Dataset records
Segment Open
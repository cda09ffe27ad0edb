//! Server endpoint listener

use std::net::SocketAddr;
use std::sync::Arc;

use tokio::net::TcpListener;

use fa_core::error::{FaError, RelayError};
use fa_core::relay::Relay;
use fa_core::tls::TrustMaterial;

use super::handler::TunnelAcceptor;
use crate::discovery::AgentLocator;

/// The running server endpoint
pub struct ServerEndpoint {
    relay: Relay,
    local_addr: SocketAddr,
}

impl ServerEndpoint {
    /// Bind the TLS listener on `interface` and `port`
    ///
    /// `interface` may be a hostname, an IPv4 or a bare IPv6 address.
    pub async fn bind(
        interface: &str,
        port: u16,
        trust: &TrustMaterial,
        agents: Arc<dyn AgentLocator>,
    ) -> Result<Self, FaError> {
        let bind_err = |source| FaError::Bind {
            target: format!("{}:{}", interface, port),
            source,
        };
        let listener = TcpListener::bind((interface, port))
            .await
            .map_err(bind_err)?;
        let local_addr = listener.local_addr().map_err(bind_err)?;

        let acceptor = TunnelAcceptor::new(trust.acceptor()?, agents);
        let mut relay = Relay::new();
        relay
            .registry_mut()
            .add_tcp_listener(local_addr.to_string(), listener, Arc::new(acceptor));

        tracing::info!("Server listening on {}", local_addr);
        Ok(Self { relay, local_addr })
    }

    /// Address the listener is bound to
    pub fn local_addr(&self) -> SocketAddr {
        self.local_addr
    }

    /// Relay until a fatal error occurs
    pub async fn run(&mut self) -> Result<(), RelayError> {
        self.relay.run().await
    }
}
//! Agent (client endpoint) configuration

use serde::{Deserialize, Serialize};
use std::path::PathBuf;

use super::DEFAULT_PORT;

/// Configuration for `forwagent agent`
#[derive(Debug, Clone, Serialize, Deserialize)]
#[serde(default)]
pub struct AgentConfig {
    /// Server host to dial for every tunnel
    pub interface: String,

    /// Server port to dial for every tunnel
    pub port: u16,

    /// Directory the emulated agent sockets are created in.
    ///
    /// Defaults to the GnuPG home so unmodified tools find them.
    #[serde(skip_serializing_if = "Option::is_none")]
    pub socket_dir: Option<PathBuf>,
}

impl Default for AgentConfig {
    fn default() -> Self {
        Self {
            interface: "127.0.0.1".to_string(),
            port: DEFAULT_PORT,
            socket_dir: None,
        }
    }
}

impl AgentConfig {
    /// Directory for the local listening sockets
    pub fn socket_dir(&self) -> PathBuf {
        self.socket_dir
            .clone()
            .unwrap_or_else(super::default_gnupg_dir)
    }

    /// `(host, port)` of the server endpoint
    pub fn server_endpoint(&self) -> (String, u16) {
        (self.interface.clone(), self.port)
    }
}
Segment Closed
- **Task goal**:
Return verbatim each line from the one that mentions "pub fn socket_dir(&self)" to the end of the entries, inclusive.

- **Exercise output**:
    pub fn socket_dir(&self) -> PathBuf {
        self.socket_dir
            .clone()
            .unwrap_or_else(super::default_gnupg_dir)
    }

    /// `(host, port)` of the server endpoint
    pub fn server_endpoint(&self) -> (String, u16) {
        (self.interface.clone(), self.port)
    }
}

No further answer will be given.